About this exercise:
In the data that follows, count each line with the string "LoopIterations"; the reply is the number only.

***** Exercise materials *****

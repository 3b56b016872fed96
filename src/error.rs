//! Error taxonomy for the specification pipeline
//!
//! Each stage owns a small `thiserror` enum. None of these ever escape as a
//! process fault from discovery or the watcher: the pipeline folds them into
//! `ValidationIssue`s so one bad file never affects another.

use serde::{Deserialize, Serialize};
use std::fmt;
use std::path::PathBuf;
use std::time::Duration;
use thiserror::Error;

fn position(line: &Option<usize>, column: &Option<usize>) -> String {
    match (line, column) {
        (Some(l), Some(c)) => format!(" at line {l}, column {c}"),
        (Some(l), None) => format!(" at line {l}"),
        _ => String::new(),
    }
}

/// Errors raised while reading a specification file and resolving its includes
#[derive(Debug, Error)]
pub enum LoadError {
    #[error("Failed to read {}: {source}", .path.display())]
    Io {
        path: PathBuf,
        #[source]
        source: std::io::Error,
    },

    #[error("Parse error in {}{}: {message}", .path.display(), position(.line, .column))]
    Parse {
        path: PathBuf,
        message: String,
        line: Option<usize>,
        column: Option<usize>,
    },

    #[error("Include not found: {} (referenced from {})", .include.display(), .from.display())]
    NotFound { include: PathBuf, from: PathBuf },

    #[error("Include depth {limit} exceeded: {} includes {}", .from.display(), .include.display())]
    IncludeDepthExceeded { include: PathBuf, from: PathBuf, limit: usize },

    #[error("Include path must stay inside the specification directory: {}", .include.display())]
    IncludeOutsideRoot { include: PathBuf, from: PathBuf },
}

impl LoadError {
    /// Source file the error belongs to
    pub fn path(&self) -> &PathBuf {
        match self {
            LoadError::Io { path, .. } | LoadError::Parse { path, .. } => path,
            LoadError::NotFound { from, .. }
            | LoadError::IncludeDepthExceeded { from, .. }
            | LoadError::IncludeOutsideRoot { from, .. } => from,
        }
    }

    /// Line/column when the parser could derive one
    pub fn position(&self) -> (Option<usize>, Option<usize>) {
        match self {
            LoadError::Parse { line, column, .. } => (*line, *column),
            _ => (None, None),
        }
    }
}

/// Which sandbox ceiling a render (or template) breached
#[derive(Debug, Clone, PartialEq, Eq, Serialize, Deserialize)]
#[serde(tag = "kind", rename_all = "snake_case")]
pub enum ResourceLimit {
    TemplateTooLarge { size: usize, limit: usize },
    LoopIterations { limit: usize },
    RenderTimeout { limit_ms: u64 },
    OutputTooLarge { limit: usize },
}

impl ResourceLimit {
    pub fn timeout(limit: Duration) -> Self {
        ResourceLimit::RenderTimeout {
            limit_ms: limit.as_millis() as u64,
        }
    }
}

impl fmt::Display for ResourceLimit {
    fn fmt(&self, f: &mut fmt::Formatter<'_>) -> fmt::Result {
        match self {
            ResourceLimit::TemplateTooLarge { size, limit } => {
                write!(f, "template is {size} bytes, limit is {limit}")
            }
            ResourceLimit::LoopIterations { limit } => write!(f, "more than {limit} loop iterations"),
            ResourceLimit::RenderTimeout { limit_ms } => write!(f, "render exceeded {limit_ms}ms"),
            ResourceLimit::OutputTooLarge { limit } => write!(f, "output exceeded {limit} bytes"),
        }
    }
}

/// Errors from compiling or rendering a template in the sandbox
#[derive(Debug, Clone, PartialEq, Error)]
pub enum RenderError {
    #[error("Template compile error{}: {message}", position(.line, .column))]
    Compile {
        message: String,
        line: Option<usize>,
        column: Option<usize>,
    },

    #[error("Undefined variable: {name}")]
    UndefinedVariable { name: String },

    #[error("Resource limit exceeded: {0}")]
    ResourceLimitExceeded(ResourceLimit),

    #[error("Helper '{0}' is not available in the sandbox")]
    HelperNotAllowed(String),

    #[error("Render failed: {0}")]
    Failed(String),
}

impl RenderError {
    pub fn is_resource_limit(&self) -> bool {
        matches!(self, RenderError::ResourceLimitExceeded(_))
    }

    pub fn is_timeout(&self) -> bool {
        matches!(
            self,
            RenderError::ResourceLimitExceeded(ResourceLimit::RenderTimeout { .. })
        )
    }

    pub fn is_output_too_large(&self) -> bool {
        matches!(
            self,
            RenderError::ResourceLimitExceeded(ResourceLimit::OutputTooLarge { .. })
        )
    }
}

/// Errors resolving invocation values against a parameter schema
#[derive(Debug, Clone, PartialEq, Error)]
pub enum ContextError {
    #[error("Unknown parameter: {0}")]
    UnknownParameter(String),

    #[error("Missing required parameter: {0}")]
    MissingRequired(String),

    #[error("Parameter '{name}' expects {expected}, got {found}")]
    TypeMismatch {
        name: String,
        expected: String,
        found: String,
    },

    #[error("Parameter '{name}': {message}")]
    Constraint { name: String, message: String },
}

/// Errors producing an artifact from a validated specification
#[derive(Debug, Error)]
pub enum GenerationError {
    #[error("Dry-run render of '{id}' failed: {source}")]
    DryRun {
        id: String,
        #[source]
        source: RenderError,
    },

    #[error("No representative context for '{id}': {source}")]
    Context {
        id: String,
        #[source]
        source: ContextError,
    },

    #[error("Failed to write artifact {}: {source}", .path.display())]
    Io {
        path: PathBuf,
        #[source]
        source: std::io::Error,
    },

    #[error("Failed to serialize artifact: {0}")]
    Serialize(#[from] serde_json::Error),
}

/// Errors serving lookups and renders from the index
#[derive(Debug, Error)]
pub enum IndexError {
    #[error("Unknown specification: {0}")]
    NotFound(String),

    #[error("Specification '{0}' has no valid artifact")]
    NoArtifact(String),

    #[error(transparent)]
    Context(#[from] ContextError),

    #[error(transparent)]
    Render(#[from] RenderError),
}

/// Errors opening an audit sink
#[derive(Debug, Error)]
pub enum AuditError {
    #[error("Failed to open audit journal {}: {message}", .path.display())]
    Open { path: PathBuf, message: String },
}

/// Coarse failure class used for command exit codes
#[derive(Debug, Clone, Copy, PartialEq, Eq, Serialize, Deserialize)]
#[serde(rename_all = "lowercase")]
pub enum FailureCategory {
    Validation,
    Generation,
    Security,
    Other,
}

impl FailureCategory {
    pub fn exit_code(self) -> i32 {
        match self {
            FailureCategory::Other => 1,
            FailureCategory::Validation => 2,
            FailureCategory::Generation => 3,
            FailureCategory::Security => 4,
        }
    }

    /// Most severe of two categories (security > generation > validation > other)
    pub fn max(self, other: FailureCategory) -> FailureCategory {
        fn rank(c: FailureCategory) -> u8 {
            match c {
                FailureCategory::Other => 0,
                FailureCategory::Validation => 1,
                FailureCategory::Generation => 2,
                FailureCategory::Security => 3,
            }
        }
        if rank(other) > rank(self) { other } else { self }
    }
}

#[cfg(test)]
mod tests {
    use super::*;

    #[test]
    fn test_exit_codes_are_distinct() {
        let codes = [
            FailureCategory::Validation.exit_code(),
            FailureCategory::Generation.exit_code(),
            FailureCategory::Security.exit_code(),
            FailureCategory::Other.exit_code(),
        ];
        for (i, a) in codes.iter().enumerate() {
            assert_ne!(*a, 0);
            for b in &codes[i + 1..] {
                assert_ne!(a, b);
            }
        }
    }

    #[test]
    fn test_category_max() {
        assert_eq!(
            FailureCategory::Validation.max(FailureCategory::Security),
            FailureCategory::Security
        );
        assert_eq!(
            FailureCategory::Generation.max(FailureCategory::Validation),
            FailureCategory::Generation
        );
    }

    #[test]
    fn test_parse_error_display_includes_position() {
        let err = LoadError::Parse {
            path: PathBuf::from("a.yml"),
            message: "bad indent".to_string(),
            line: Some(3),
            column: Some(7),
        };
        assert_eq!(err.to_string(), "Parse error in a.yml at line 3, column 7: bad indent");
        assert_eq!(err.position(), (Some(3), Some(7)));
    }

    #[test]
    fn test_resource_limit_kinds() {
        let timeout = RenderError::ResourceLimitExceeded(ResourceLimit::timeout(Duration::from_millis(20)));
        assert!(timeout.is_resource_limit());
        assert!(timeout.is_timeout());
        assert!(!timeout.is_output_too_large());
        assert!(timeout.to_string().contains("20ms"));
    }
}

*****

Result below:
2